◆ **What you are asked to do**:
Whenever a line of the entries below holds the string "byte", copy that line and return it.

[Provided data — start]

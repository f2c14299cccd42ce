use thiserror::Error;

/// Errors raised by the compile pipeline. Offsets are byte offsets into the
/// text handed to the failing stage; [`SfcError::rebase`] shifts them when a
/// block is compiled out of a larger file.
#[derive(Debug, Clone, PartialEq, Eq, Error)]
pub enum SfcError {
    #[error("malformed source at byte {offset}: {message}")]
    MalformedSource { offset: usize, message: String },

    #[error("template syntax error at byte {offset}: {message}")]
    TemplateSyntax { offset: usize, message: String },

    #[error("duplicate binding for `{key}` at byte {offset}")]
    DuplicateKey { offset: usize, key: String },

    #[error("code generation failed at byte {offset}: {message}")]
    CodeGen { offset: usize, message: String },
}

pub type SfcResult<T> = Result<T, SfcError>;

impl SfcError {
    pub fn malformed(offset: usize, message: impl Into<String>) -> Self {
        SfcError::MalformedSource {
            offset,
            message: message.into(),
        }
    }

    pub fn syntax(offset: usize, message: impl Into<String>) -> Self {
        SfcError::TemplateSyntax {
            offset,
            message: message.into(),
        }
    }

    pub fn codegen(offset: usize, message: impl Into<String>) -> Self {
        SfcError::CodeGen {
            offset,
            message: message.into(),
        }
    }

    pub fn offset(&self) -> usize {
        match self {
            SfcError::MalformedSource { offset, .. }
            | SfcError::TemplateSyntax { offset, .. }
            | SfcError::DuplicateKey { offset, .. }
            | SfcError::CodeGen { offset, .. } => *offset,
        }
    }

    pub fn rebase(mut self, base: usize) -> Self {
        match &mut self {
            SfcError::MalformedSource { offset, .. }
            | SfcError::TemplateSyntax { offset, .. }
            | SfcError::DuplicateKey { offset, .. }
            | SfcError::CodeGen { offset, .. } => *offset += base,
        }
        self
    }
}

[Provided data — finish]

◆ **Exercise solution**:
/// Errors raised by the compile pipeline. Offsets are byte offsets into the
    #[error("malformed source at byte {offset}: {message}")]
    #[error("template syntax error at byte {offset}: {message}")]
    #[error("duplicate binding for `{key}` at byte {offset}")]
    #[error("code generation failed at byte {offset}: {message}")]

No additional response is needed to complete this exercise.